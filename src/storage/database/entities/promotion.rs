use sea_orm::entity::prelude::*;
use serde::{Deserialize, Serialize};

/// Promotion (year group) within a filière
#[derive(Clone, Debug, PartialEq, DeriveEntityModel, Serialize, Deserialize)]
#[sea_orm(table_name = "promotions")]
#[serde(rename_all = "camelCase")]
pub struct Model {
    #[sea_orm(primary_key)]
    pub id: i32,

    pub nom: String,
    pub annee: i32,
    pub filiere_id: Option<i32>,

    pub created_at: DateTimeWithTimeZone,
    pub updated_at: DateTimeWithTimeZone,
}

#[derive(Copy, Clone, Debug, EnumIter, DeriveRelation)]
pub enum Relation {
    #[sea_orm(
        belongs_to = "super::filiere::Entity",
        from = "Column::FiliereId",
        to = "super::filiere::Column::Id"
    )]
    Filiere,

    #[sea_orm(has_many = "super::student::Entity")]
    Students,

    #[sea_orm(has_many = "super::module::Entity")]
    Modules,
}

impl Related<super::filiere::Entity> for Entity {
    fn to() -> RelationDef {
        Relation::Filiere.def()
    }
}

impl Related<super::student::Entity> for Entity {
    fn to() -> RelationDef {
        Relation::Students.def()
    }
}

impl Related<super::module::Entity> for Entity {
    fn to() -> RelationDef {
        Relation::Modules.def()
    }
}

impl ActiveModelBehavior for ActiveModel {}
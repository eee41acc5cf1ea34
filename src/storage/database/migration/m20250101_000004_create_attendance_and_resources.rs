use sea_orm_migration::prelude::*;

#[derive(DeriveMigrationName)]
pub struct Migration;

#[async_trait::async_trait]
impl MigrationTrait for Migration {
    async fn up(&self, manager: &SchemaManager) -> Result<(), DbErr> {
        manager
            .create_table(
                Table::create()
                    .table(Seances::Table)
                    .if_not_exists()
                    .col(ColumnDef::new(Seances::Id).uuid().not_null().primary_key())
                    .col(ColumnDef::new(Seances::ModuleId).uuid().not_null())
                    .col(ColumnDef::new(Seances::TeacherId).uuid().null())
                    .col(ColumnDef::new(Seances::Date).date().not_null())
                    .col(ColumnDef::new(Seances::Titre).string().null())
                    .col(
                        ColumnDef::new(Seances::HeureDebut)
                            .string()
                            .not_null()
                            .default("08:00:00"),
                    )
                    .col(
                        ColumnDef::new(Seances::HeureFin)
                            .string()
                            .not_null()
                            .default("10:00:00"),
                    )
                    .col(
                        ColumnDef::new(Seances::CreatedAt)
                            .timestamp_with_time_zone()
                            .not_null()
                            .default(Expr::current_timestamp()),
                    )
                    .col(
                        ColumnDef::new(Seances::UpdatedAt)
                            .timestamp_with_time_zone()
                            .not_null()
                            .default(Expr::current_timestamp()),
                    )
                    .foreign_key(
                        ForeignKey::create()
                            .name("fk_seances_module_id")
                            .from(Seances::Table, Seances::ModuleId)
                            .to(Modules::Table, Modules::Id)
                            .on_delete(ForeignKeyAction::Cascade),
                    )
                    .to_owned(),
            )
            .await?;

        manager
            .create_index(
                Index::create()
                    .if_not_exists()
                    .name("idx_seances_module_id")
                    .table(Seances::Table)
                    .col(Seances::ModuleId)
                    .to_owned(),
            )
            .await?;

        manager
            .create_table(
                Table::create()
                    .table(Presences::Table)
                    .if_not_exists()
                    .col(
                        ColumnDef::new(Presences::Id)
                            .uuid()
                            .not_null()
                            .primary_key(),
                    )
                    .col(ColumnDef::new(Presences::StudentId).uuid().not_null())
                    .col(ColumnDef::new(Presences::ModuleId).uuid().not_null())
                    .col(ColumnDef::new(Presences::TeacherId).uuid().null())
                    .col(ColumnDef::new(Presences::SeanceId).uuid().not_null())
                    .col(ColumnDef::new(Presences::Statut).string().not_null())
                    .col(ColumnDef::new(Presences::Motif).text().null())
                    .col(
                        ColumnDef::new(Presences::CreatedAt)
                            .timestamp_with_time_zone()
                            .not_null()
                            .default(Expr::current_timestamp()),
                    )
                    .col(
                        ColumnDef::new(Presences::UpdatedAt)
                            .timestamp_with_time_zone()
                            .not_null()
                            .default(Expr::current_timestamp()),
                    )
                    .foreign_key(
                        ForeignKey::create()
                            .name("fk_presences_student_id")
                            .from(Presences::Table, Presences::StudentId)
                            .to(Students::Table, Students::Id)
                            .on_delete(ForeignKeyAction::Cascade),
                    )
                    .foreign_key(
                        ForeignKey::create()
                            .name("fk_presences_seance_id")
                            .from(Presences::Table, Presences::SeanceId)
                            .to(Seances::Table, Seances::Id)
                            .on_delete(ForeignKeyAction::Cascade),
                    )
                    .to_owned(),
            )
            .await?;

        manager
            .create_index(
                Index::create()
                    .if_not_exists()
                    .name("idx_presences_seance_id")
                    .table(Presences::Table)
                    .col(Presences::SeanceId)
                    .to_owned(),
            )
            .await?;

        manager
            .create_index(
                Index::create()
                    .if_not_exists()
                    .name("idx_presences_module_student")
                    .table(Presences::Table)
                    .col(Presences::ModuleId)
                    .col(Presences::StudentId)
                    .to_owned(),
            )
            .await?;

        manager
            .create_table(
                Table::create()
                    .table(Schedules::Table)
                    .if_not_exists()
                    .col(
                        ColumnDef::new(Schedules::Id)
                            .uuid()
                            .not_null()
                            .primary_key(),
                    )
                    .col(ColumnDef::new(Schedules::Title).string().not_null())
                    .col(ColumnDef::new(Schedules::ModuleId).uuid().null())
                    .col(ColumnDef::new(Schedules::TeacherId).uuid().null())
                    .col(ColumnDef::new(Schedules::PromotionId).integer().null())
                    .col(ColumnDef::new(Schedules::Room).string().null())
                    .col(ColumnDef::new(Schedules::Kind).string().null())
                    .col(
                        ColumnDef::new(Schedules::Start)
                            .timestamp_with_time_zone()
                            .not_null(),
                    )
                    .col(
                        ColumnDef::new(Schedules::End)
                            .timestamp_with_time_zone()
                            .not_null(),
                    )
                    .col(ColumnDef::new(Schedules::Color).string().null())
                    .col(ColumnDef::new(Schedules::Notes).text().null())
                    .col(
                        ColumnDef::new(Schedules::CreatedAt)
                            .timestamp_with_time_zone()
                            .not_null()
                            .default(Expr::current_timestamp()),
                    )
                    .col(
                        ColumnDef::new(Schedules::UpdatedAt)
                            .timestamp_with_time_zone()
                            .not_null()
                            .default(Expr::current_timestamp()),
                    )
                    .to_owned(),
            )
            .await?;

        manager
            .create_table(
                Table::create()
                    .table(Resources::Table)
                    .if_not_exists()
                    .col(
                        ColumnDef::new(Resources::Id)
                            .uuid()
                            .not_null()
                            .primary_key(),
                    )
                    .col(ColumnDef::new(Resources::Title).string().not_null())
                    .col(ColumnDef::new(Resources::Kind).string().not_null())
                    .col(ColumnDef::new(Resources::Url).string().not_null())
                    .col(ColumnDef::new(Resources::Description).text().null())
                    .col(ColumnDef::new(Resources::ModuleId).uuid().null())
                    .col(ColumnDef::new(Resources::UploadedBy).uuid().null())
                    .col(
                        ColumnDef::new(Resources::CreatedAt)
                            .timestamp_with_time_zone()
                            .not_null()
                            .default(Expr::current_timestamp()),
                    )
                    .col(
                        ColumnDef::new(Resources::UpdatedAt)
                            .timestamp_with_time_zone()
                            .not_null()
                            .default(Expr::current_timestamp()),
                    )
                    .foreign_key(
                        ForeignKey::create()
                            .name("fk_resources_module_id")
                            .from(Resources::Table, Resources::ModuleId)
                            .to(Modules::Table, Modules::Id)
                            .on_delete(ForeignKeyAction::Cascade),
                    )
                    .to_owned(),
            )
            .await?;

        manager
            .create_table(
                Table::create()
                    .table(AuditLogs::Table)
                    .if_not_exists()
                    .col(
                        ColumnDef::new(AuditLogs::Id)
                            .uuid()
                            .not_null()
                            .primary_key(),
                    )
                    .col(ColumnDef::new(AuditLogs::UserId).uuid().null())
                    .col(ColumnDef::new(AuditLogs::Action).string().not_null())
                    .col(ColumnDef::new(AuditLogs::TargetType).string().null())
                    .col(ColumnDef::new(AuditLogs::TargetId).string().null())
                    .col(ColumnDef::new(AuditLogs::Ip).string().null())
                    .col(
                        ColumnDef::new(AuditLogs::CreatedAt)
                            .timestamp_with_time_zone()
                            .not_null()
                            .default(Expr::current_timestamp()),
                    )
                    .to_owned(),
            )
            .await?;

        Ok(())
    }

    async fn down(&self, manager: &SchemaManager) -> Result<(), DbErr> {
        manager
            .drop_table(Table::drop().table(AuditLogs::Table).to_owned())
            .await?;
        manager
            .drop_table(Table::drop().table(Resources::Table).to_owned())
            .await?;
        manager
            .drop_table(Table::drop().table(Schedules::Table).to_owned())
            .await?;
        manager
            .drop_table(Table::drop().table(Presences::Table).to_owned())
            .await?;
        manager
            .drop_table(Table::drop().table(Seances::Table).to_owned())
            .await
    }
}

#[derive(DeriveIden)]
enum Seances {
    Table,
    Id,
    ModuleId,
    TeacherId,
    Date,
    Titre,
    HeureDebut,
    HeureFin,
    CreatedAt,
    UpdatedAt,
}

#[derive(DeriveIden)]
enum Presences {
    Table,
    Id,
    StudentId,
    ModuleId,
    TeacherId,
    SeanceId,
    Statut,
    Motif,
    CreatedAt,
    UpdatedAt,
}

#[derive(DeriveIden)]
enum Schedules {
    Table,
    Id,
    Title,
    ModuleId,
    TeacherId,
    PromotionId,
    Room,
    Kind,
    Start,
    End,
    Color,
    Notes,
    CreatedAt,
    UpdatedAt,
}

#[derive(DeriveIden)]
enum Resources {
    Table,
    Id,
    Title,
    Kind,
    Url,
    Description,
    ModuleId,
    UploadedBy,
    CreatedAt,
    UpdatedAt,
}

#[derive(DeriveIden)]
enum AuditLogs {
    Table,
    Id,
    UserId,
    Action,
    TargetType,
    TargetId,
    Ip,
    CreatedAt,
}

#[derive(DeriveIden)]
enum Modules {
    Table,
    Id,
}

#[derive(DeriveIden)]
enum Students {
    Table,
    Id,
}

## PROBLEM TO WORK ON
From the records above, copy each line in which the string "impl" occurs.

## ANSWER SPACE
impl Related<super::filiere::Entity> for Entity {
impl Related<super::student::Entity> for Entity {
impl Related<super::module::Entity> for Entity {
impl ActiveModelBehavior for ActiveModel {}
impl MigrationTrait for Migration {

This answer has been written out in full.